The Quebec government is defending its environmental credentials after making back-to-back announcements this week that appeared to contradict its climate change goals.
A day after Quebec Premier Philippe Couillard inaugurated the most polluting factory in the province, two of his cabinet ministers defended the government's support for the facility and also announced plans to spend millions of dollars on other projects to reduce heat-trapping greenhouse gas emissions.
The new spending plans were unveiled at an international conference on food security and climate change in Quebec City.
They followed Couillard's announcement on Monday in eastern Quebec. The premier was at the opening of a cement factory in the town of Port-Daniel-Gascons in the Gaspé region. The facility's operations would generate an estimated 2.2 million tons of cement and 1.76 million tons of greenhouse gas emissions every year.
Despite opposition from environmental activists for several years, the province never asked its independent environmental hearings board — the Bureau d'audiences publiques sur l'environnement — to assess the Ciment McInnis cement factory and its impacts.
Quebec has committed to reducing its greenhouse gas emission by 20 per cent by 2020 compared to its 1990 level. The province has also set emissions targets for companies and created a carbon market, to be linked with Ontario and California. This market would allow companies to meet their targets by buying credits from others that reduce emissions with the prices linked to the supply and demand.
Adding to the controversy is a total of $350 million lent by the Parti Québecois Marois government in 2014 to Ciment McInnis through its investment branch, Investissement Québec.
The Liberal government pursued the project and has defended the loan, denying that it was a subsidy while noting that it would create 400 jobs.

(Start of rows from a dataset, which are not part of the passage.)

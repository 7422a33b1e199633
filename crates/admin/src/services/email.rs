//! Email service for sending verification codes and notifications.
//!
//! Uses SMTP via lettre for delivery with Askama HTML templates.

use askama::Template;
use lettre::{
    AsyncSmtpTransport, AsyncTransport, Message, Tokio1Executor,
    message::{MultiPart, SinglePart, header::ContentType},
    transport::smtp::{Error as SmtpError, authentication::Credentials},
};
use secrecy::ExposeSecret;
use thiserror::Error;

use crate::config::EmailConfig;

/// HTML template for verification code email.
#[derive(Template)]
#[template(path = "email/verification_code.html")]
struct VerificationCodeEmailHtml<'a> {
    code: &'a str,
}

/// Plain text template for verification code email.
#[derive(Template)]
#[template(path = "email/verification_code.txt")]
struct VerificationCodeEmailText<'a> {
    code: &'a str,
}

/// HTML template for welcome email.
#[derive(Template)]
#[template(path = "email/welcome.html")]
struct WelcomeEmailHtml<'a> {
    name: &'a str,
    admin_url: &'a str,
}

/// Plain text template for welcome email.
#[derive(Template)]
#[template(path = "email/welcome.txt")]
struct WelcomeEmailText<'a> {
    name: &'a str,
    admin_url: &'a str,
}

/// Errors that can occur when sending email.
#[derive(Debug, Error)]
pub enum EmailError {
    /// SMTP transport error.
    #[error("SMTP error: {0}")]
    Smtp(#[from] SmtpError),

    /// Failed to build email message.
    #[error("Failed to build message: {0}")]
    MessageBuild(#[from] lettre::error::Error),

    /// Invalid email address.
    #[error("Invalid email address: {0}")]
    InvalidAddress(String),

    /// Template rendering error.
    #[error("Template error: {0}")]
    Template(#[from] askama::Error),
}

/// Email service for sending transactional emails.
#[derive(Clone)]
pub struct EmailService {
    mailer: AsyncSmtpTransport<Tokio1Executor>,
    from_address: String,
}

impl EmailService {
    /// Create a new email service from configuration.
    ///
    /// # Errors
    ///
    /// Returns error if SMTP connection fails.
    pub fn new(config: &EmailConfig) -> Result<Self, SmtpError> {
        let credentials = Credentials::new(
            config.smtp_username.clone(),
            config.smtp_password.expose_secret().to_string(),
        );

        let mailer = AsyncSmtpTransport::<Tokio1Executor>::starttls_relay(&config.smtp_host)?
            .port(config.smtp_port)
            .credentials(credentials)
            .build();

        Ok(Self {
            mailer,
            from_address: config.from_address.clone(),
        })
    }

    /// Send a verification code email for admin setup.
    ///
    /// # Errors
    ///
    /// Returns error if email fails to send or template fails to render.
    pub async fn send_verification_code(&self, to: &str, code: &str) -> Result<(), EmailError> {
        let html = VerificationCodeEmailHtml { code }.render()?;
        let text = VerificationCodeEmailText { code }.render()?;

        self.send_multipart_email(
            to,
            "Your Naked Pineapple Admin Verification Code",
            &text,
            &html,
        )
        .await
    }

    /// Send a welcome email after successful registration.
    ///
    /// # Errors
    ///
    /// Returns error if email fails to send or template fails to render.
    pub async fn send_welcome_email(&self, to: &str, name: &str) -> Result<(), EmailError> {
        let admin_url = "https://admin.nakedpineapple.co";
        let html = WelcomeEmailHtml { name, admin_url }.render()?;
        let text = WelcomeEmailText { name, admin_url }.render()?;

        self.send_multipart_email(to, "Welcome to Naked Pineapple Admin", &text, &html)
            .await
    }

    /// Send a multipart email with both plain text and HTML versions.
    async fn send_multipart_email(
        &self,
        to: &str,
        subject: &str,
        text_body: &str,
        html_body: &str,
    ) -> Result<(), EmailError> {
        let email = Message::builder()
            .from(
                self.from_address
                    .parse()
                    .map_err(|_| EmailError::InvalidAddress(self.from_address.clone()))?,
            )
            .to(to
                .parse()
                .map_err(|_| EmailError::InvalidAddress(to.to_string()))?)
            .subject(subject)
            .multipart(
                MultiPart::alternative()
                    .singlepart(
                        SinglePart::builder()
                            .header(ContentType::TEXT_PLAIN)
                            .body(text_body.to_string()),
                    )
                    .singlepart(
                        SinglePart::builder()
                            .header(ContentType::TEXT_HTML)
                            .body(html_body.to_string()),
                    ),
            )?;

        self.mailer.send(email).await?;

        tracing::info!(to = %to, subject = %subject, "Email sent successfully");
        Ok(())
    }
}

/// Generate a 6-digit verification code.
#[must_use]
pub fn generate_verification_code() -> String {
    use rand::Rng;
    let code: u32 = rand::rng().random_range(100_000..1_000_000);
    code.to_string()
}

#[cfg(test)]
mod tests {
    use super::*;

    #[test]
    fn test_generate_verification_code_format() {
        let code = generate_verification_code();
        assert_eq!(code.len(), 6);
        assert!(code.chars().all(|c| c.is_ascii_digit()));
    }

    #[test]
    fn test_generate_verification_code_range() {
        for _ in 0..100 {
            let code: u32 = generate_verification_code().parse().expect("valid number");
            assert!(code >= 100_000);
            assert!(code < 1_000_000);
        }
    }
}
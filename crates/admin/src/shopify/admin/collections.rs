//! Collection management operations for the Admin API.

use tracing::instrument;

use super::{
    AdminClient, AdminShopifyError, GraphQLError,
    queries::{
        CollectionAddProductsV2, CollectionCreate, CollectionDelete, CollectionUpdate,
        CollectionUpdateFields, CollectionUpdateSortOrder, GetCollection,
        GetCollectionWithProducts, GetCollections, GetPublications, PublishablePublish,
        PublishableUnpublish,
    },
};
use crate::shopify::types::{
    Collection, CollectionConnection, CollectionProduct, CollectionWithProducts, Image, PageInfo,
};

On Tuesday in Quebec City, two Montreal-area ministers — Economy, Science and Innovation Minister Dominique Anglade and International Relations Minister Christine St-Pierre announced that the government was setting aside $12.5 million in investments for new clean technology projects in the agricultural and agrifood sector, a key source of rising greenhouse gases around the world.

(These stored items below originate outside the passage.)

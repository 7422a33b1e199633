//! Shopify Customer Account API client.
//!
//! The Customer Account API provides access to customer authentication and
//! account management. Uses OAuth 2.0 with PKCE for authentication.
//!
//! # OAuth Flow
//!
//! 1. Generate authorization URL with `authorization_url()`
//! 2. Redirect customer to Shopify's login page
//! 3. Shopify redirects back with authorization code
//! 4. Exchange code for tokens with `exchange_code()`
//! 5. Use access token for customer-scoped API calls
//!
//! # Example
//!
//! ```rust,ignore
//! use naked_pineapple_storefront::shopify::CustomerClient;
//!
//! // Create client
//! let client = CustomerClient::new(&config.shopify);
//!
//! // Generate login URL
//! let state = generate_random_state();
//! let nonce = generate_random_nonce();
//! let auth_url = client.authorization_url("https://example.com/callback", &state, &nonce);
//!
//! // After OAuth callback, exchange code for token
//! let token = client.exchange_code(&code, "https://example.com/callback").await?;
//!
//! // Use token for API calls
//! let customer = client.get_customer(&token.access_token).await?;
//! ```

mod types;

pub use types::*;

use std::sync::Arc;

use secrecy::ExposeSecret;
use serde::{Deserialize, Serialize, de::DeserializeOwned};

use crate::config::ShopifyStorefrontConfig;
use crate::shopify::ShopifyError;

// ─────────────────────────────────────────────────────────────────────────────
// GraphQL Types
// ─────────────────────────────────────────────────────────────────────────────

#[derive(Debug, Serialize)]
struct GraphQLRequest {
    query: String,
    #[serde(skip_serializing_if = "Option::is_none")]
    variables: Option<serde_json::Value>,
}

#[derive(Debug, Deserialize)]
struct GraphQLResponse<T> {
    data: Option<T>,
    errors: Option<Vec<GraphQLErrorResponse>>,
}

#[derive(Debug, Deserialize)]
struct GraphQLErrorResponse {
    message: String,
}

impl<T> GraphQLResponse<T> {
    fn into_result(self) -> Result<T, ShopifyError> {
        if let Some(errors) = self.errors
            && !errors.is_empty()
        {
            let messages: Vec<_> = errors.iter().map(|e| e.message.as_str()).collect();
            return Err(ShopifyError::OAuth(messages.join("; ")));
        }

        self.data
            .ok_or_else(|| ShopifyError::OAuth("No data in response".to_string()))
    }
}

// ─────────────────────────────────────────────────────────────────────────────
// Customer Account Client
// ─────────────────────────────────────────────────────────────────────────────

/// Client for the Shopify Customer Account API.
///
/// This client handles OAuth authentication and provides methods for
/// accessing customer data, orders, and addresses.
#[derive(Clone)]
pub struct CustomerClient {
    inner: Arc<CustomerClientInner>,
}

struct CustomerClientInner {
    client: reqwest::Client,
    store: String,
    store_id: String,
    api_version: String,
    client_id: String,
    client_secret: String,
}
//! Finance tools for Claude.

use serde_json::json;

use crate::claude::types::Tool;

/// Get all finance-related tools.
#[must_use]
pub fn finance_tools() -> Vec<Tool> {
    vec![
        // All finance operations are read-only
        get_payouts_tool(),
        get_payout_tool(),
        get_payout_detail_tool(),
        get_payout_transactions_tool(),
        get_payout_schedule_tool(),
        get_bank_accounts_tool(),
        get_disputes_tool(),
        get_dispute_tool(),
    ]
}

fn get_payouts_tool() -> Tool {
    Tool {
        name: "get_payouts_low_level_shopify".to_string(),
        description: "Get payout history (bank deposits).".to_string(),
        input_schema: json!({
            "type": "object",
            "properties": {
                "limit": {
                    "type": "integer",
                    "description": "Number of payouts to fetch (default 10)"
                },
                "status": {
                    "type": "string",
                    "enum": ["SCHEDULED", "IN_TRANSIT", "PAID", "FAILED", "CANCELED"],
                    "description": "Filter by payout status"
                }
            }
        }),
        domain: Some("finance".to_string()),
        requires_confirmation: false,
    }
}

fn get_payout_tool() -> Tool {
    Tool {
        name: "get_payout_low_level_shopify".to_string(),
        description: "Get a specific payout by ID.".to_string(),
        input_schema: json!({
            "type": "object",
            "properties": {
                "id": {
                    "type": "string",
                    "description": "The payout ID"
                }
            },
            "required": ["id"]
        }),
        domain: Some("finance".to_string()),
        requires_confirmation: false,
    }
}

fn get_payout_detail_tool() -> Tool {
    Tool {
        name: "get_payout_detail_low_level_shopify".to_string(),
        description: "Get detailed breakdown of a payout including fees and adjustments."
            .to_string(),
        input_schema: json!({
            "type": "object",
            "properties": {
                "id": {
                    "type": "string",
                    "description": "The payout ID"
                }
            },
            "required": ["id"]
        }),
        domain: Some("finance".to_string()),
        requires_confirmation: false,
    }
}

fn get_payout_transactions_tool() -> Tool {
    Tool {
        name: "get_payout_transactions_low_level_shopify".to_string(),
        description: "Get transactions included in a specific payout.".to_string(),
        input_schema: json!({
            "type": "object",
            "properties": {
                "payout_id": {
                    "type": "string",
                    "description": "The payout ID"
                },
                "limit": {
                    "type": "integer",
                    "description": "Number of transactions to fetch (default 20)"
                }
            },
            "required": ["payout_id"]
        }),
        domain: Some("finance".to_string()),
        requires_confirmation: false,
    }
}

fn get_payout_schedule_tool() -> Tool {
    Tool {
        name: "get_payout_schedule_low_level_shopify".to_string(),
        description: "Get the current payout schedule settings.".to_string(),
        input_schema: json!({
            "type": "object",
            "properties": {}
        }),
        domain: Some("finance".to_string()),
        requires_confirmation: false,
    }
}

fn get_bank_accounts_tool() -> Tool {
    Tool {
        name: "get_bank_accounts_low_level_shopify".to_string(),
        description: "Get configured bank accounts for payouts.".to_string(),
        input_schema: json!({
            "type": "object",
            "properties": {}
        }),
        domain: Some("finance".to_string()),
        requires_confirmation: false,
    }
}

fn get_disputes_tool() -> Tool {
    Tool {
        name: "get_disputes_low_level_shopify".to_string(),
        description: "Get chargebacks and disputes.".to_string(),
        input_schema: json!({
            "type": "object",
            "properties": {
                "limit": {
                    "type": "integer",
                    "description": "Number of disputes to fetch (default 10)"
                },
                "status": {
                    "type": "string",
                    "enum": ["NEEDS_RESPONSE", "UNDER_REVIEW", "CHARGE_REFUNDED", "ACCEPTED", "WON", "LOST"],
                    "description": "Filter by dispute status"
                }
            }
        }),
        domain: Some("finance".to_string()),
        requires_confirmation: false,
    }
}

fn get_dispute_tool() -> Tool {
    Tool {
        name: "get_dispute_low_level_shopify".to_string(),
        description: "Get details of a specific dispute/chargeback.".to_string(),
        input_schema: json!({
            "type": "object",
            "properties": {
                "id": {
                    "type": "string",
                    "description": "The dispute ID"
                }
            },
            "required": ["id"]
        }),
        domain: Some("finance".to_string()),
        requires_confirmation: false,
    }
}
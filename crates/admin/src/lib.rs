//! Naked Pineapple Admin library.
//!
//! This crate provides the admin functionality as a library,
//! allowing it to be tested and reused.
//!
//! # Security
//!
//! This crate contains HIGH PRIVILEGE access:
//! - Shopify Admin API (full store management)
//! - Claude API (AI chat)
//! - Admin user management
//!
//! Only deploy on Tailscale-protected infrastructure with MDM verification.

#![cfg_attr(not(test), forbid(unsafe_code))]
// Allow dead code during incremental development - many features are not yet wired up
#![allow(dead_code)]
#![allow(unused_imports)]

pub mod claude;
pub mod components;
pub mod config;
pub mod db;
pub mod error;
pub mod filters;
pub mod middleware;
pub mod models;
pub mod routes;
pub mod services;
pub mod shiphero;
pub mod shopify;
pub mod slack;
pub mod state;
pub mod tool_selection;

The money would be taken from the province's dedicated green fund — Fonds Verts — until 2020.
When asked by National Observer at the press conference if the endorsement of the factory was consistent with the government's climate change goals, the ministers touted advanced technologies to be deployed at the factory.
“I’d like to note that in this domain, (the cement factory) is very innovative in its fight against greenhouse gas emissions. Clearly, because (they’re making) tons of cement, it (produces) an important amount of greenhouse gas emissions,” said Anglade. "Yesterday, during our meeting with the company, they told us about the process they will put in place in the next years to reduce their carbon footprint. And the fact they have to respect the carbon market, they have an incentive to find these processes rightly so.”
Anglade added this was how the government envisioned its environmental strategy.
“We always need to find a balance but at least, in the processes used, they are the ones that are the most innovative and release the less greenhouse gas emissions in the (cement) sector,” she said.
St-Pierre also noted that the project was already in the works when the Liberals were elected in 2014.
“The project was already on the table when we got to the government and the region needs jobs… The premier also said we would meet our 2020 (GHG) targets,” she said.